### INFORMATION
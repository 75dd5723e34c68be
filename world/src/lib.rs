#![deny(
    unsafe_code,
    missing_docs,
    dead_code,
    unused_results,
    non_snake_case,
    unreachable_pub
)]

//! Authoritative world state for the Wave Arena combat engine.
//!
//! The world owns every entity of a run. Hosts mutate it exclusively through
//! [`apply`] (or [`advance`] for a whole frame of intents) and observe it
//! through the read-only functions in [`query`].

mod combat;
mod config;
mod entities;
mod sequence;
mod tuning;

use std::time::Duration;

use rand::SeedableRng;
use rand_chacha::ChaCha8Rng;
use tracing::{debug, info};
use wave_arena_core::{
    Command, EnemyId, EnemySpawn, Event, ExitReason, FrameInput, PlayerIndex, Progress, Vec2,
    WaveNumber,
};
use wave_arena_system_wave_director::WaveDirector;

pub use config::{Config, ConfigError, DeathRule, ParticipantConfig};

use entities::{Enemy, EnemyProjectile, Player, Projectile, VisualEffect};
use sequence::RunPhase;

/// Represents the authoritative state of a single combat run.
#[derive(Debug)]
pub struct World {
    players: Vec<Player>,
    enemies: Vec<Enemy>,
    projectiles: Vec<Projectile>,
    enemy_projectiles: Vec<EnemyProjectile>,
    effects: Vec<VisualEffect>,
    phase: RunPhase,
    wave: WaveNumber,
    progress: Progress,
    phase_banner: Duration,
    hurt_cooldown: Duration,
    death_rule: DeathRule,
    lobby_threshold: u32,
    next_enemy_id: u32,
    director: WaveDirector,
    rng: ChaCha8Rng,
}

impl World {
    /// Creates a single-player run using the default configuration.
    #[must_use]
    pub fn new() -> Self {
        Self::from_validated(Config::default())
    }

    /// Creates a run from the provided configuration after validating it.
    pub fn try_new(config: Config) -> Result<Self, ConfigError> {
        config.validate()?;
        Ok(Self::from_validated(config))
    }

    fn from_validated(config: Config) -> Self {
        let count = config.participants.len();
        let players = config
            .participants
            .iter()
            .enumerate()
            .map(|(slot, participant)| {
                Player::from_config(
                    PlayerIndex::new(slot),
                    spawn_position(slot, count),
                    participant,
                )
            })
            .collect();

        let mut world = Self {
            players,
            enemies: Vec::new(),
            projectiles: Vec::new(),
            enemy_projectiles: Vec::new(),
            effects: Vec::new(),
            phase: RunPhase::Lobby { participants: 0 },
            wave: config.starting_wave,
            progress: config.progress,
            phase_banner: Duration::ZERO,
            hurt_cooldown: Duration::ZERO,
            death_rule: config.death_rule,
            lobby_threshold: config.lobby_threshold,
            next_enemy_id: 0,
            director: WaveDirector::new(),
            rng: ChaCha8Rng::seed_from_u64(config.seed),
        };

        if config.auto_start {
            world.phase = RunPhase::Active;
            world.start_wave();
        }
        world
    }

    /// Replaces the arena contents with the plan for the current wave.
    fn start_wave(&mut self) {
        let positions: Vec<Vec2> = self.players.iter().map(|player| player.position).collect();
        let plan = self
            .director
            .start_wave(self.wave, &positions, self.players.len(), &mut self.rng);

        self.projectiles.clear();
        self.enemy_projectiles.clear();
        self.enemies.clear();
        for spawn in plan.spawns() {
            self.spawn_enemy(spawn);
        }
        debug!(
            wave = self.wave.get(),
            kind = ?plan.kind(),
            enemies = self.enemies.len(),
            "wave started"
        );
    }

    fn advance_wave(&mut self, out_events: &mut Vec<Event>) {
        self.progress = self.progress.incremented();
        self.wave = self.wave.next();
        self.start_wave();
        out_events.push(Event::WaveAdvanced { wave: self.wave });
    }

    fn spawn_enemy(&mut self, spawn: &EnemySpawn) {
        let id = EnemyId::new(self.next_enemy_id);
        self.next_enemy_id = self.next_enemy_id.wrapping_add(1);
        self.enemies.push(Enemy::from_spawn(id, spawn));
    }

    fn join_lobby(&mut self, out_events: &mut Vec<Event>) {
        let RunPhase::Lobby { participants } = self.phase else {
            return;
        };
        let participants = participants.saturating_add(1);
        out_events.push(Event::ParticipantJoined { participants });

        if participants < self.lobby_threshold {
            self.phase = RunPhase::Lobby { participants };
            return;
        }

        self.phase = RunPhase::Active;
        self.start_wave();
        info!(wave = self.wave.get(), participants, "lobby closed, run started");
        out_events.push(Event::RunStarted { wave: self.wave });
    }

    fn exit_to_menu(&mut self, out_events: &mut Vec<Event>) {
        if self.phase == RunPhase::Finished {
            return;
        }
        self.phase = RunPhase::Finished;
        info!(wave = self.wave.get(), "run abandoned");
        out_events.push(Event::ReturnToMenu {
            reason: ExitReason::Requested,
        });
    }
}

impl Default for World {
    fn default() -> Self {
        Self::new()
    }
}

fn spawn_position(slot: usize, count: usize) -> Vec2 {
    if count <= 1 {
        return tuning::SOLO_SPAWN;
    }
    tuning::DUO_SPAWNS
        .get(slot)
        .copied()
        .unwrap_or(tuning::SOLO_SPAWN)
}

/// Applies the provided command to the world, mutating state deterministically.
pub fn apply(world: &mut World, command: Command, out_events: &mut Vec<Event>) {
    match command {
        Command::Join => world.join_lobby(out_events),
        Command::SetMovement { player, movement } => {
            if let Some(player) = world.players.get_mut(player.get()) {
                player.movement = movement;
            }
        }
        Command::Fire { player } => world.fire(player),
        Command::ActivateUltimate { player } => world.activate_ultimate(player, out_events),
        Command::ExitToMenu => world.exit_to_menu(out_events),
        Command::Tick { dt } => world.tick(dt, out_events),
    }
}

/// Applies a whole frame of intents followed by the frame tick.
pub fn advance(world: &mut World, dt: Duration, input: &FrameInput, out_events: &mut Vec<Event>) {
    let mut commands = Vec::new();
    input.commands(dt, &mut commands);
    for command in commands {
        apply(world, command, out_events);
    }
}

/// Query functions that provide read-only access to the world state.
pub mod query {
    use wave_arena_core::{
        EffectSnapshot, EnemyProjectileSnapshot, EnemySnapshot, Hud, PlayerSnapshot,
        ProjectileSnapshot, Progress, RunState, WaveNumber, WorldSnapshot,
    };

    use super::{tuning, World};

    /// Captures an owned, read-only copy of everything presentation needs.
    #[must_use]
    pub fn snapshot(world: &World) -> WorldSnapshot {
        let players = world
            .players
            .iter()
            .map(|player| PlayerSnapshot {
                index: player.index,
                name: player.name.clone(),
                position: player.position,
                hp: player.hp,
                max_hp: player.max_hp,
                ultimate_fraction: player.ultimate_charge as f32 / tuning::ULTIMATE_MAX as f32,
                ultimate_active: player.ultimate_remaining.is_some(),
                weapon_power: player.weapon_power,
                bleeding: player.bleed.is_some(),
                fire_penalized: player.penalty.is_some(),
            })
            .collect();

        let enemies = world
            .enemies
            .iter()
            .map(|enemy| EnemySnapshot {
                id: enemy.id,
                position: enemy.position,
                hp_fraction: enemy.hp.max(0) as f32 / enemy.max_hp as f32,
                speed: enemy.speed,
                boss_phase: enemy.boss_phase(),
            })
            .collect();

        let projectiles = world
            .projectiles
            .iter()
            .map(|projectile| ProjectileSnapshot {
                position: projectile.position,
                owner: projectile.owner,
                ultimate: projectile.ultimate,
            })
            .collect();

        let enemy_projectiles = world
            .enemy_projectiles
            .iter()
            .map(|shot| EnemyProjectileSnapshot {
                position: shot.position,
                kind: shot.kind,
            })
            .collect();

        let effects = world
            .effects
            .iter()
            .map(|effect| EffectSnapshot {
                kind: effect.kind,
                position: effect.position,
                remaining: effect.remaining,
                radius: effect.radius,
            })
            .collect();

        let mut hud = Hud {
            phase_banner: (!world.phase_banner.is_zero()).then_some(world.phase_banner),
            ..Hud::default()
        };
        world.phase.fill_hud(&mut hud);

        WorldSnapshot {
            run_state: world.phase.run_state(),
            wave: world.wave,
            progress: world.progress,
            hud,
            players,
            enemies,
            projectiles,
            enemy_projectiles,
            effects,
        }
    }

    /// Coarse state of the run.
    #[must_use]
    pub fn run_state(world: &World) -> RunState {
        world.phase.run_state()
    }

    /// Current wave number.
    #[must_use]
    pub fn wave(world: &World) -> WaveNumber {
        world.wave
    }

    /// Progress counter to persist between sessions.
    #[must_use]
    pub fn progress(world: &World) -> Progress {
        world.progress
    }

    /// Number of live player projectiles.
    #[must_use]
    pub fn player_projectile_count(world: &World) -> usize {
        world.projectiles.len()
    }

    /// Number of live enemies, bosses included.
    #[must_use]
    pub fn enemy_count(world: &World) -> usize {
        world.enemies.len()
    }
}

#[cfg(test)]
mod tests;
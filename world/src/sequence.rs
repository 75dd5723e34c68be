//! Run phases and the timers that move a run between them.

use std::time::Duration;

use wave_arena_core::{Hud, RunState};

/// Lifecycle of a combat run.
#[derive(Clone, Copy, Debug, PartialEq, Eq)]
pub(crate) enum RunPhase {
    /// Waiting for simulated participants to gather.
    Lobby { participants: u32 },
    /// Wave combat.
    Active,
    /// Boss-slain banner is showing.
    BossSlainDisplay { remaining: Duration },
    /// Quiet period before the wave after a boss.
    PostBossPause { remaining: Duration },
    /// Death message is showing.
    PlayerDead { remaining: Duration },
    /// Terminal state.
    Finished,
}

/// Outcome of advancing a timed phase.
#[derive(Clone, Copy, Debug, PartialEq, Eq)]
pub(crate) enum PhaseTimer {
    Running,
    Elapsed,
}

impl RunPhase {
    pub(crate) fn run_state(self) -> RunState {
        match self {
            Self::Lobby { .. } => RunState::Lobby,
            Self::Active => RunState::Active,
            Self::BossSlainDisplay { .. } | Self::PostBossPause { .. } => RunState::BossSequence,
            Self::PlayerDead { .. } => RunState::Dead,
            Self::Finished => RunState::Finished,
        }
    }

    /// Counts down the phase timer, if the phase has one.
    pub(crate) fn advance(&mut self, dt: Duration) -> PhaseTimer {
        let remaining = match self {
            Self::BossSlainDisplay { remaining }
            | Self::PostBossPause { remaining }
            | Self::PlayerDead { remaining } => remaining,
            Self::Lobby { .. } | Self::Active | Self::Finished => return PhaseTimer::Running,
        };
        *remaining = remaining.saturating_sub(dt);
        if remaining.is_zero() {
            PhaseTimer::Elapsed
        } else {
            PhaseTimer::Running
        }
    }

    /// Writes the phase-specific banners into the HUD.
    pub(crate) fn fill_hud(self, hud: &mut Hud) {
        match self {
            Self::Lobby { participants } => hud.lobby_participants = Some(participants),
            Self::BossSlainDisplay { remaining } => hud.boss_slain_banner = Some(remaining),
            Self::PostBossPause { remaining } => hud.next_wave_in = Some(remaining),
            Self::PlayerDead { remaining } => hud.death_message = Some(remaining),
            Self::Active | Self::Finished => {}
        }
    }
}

### THE TASK
With the line that has "fn start_wave(&mut self)" as the first and the line that has "if participants <" as the last, repeat exactly that run of lines above and no more.

### SOLUTION TO THE EXERCISE
    fn start_wave(&mut self) {
        let positions: Vec<Vec2> = self.players.iter().map(|player| player.position).collect();
        let plan = self
            .director
            .start_wave(self.wave, &positions, self.players.len(), &mut self.rng);

        self.projectiles.clear();
        self.enemy_projectiles.clear();
        self.enemies.clear();
        for spawn in plan.spawns() {
            self.spawn_enemy(spawn);
        }
        debug!(
            wave = self.wave.get(),
            kind = ?plan.kind(),
            enemies = self.enemies.len(),
            "wave started"
        );
    }

    fn advance_wave(&mut self, out_events: &mut Vec<Event>) {
        self.progress = self.progress.incremented();
        self.wave = self.wave.next();
        self.start_wave();
        out_events.push(Event::WaveAdvanced { wave: self.wave });
    }

    fn spawn_enemy(&mut self, spawn: &EnemySpawn) {
        let id = EnemyId::new(self.next_enemy_id);
        self.next_enemy_id = self.next_enemy_id.wrapping_add(1);
        self.enemies.push(Enemy::from_spawn(id, spawn));
    }

    fn join_lobby(&mut self, out_events: &mut Vec<Event>) {
        let RunPhase::Lobby { participants } = self.phase else {
            return;
        };
        let participants = participants.saturating_add(1);
        out_events.push(Event::ParticipantJoined { participants });

        if participants < self.lobby_threshold {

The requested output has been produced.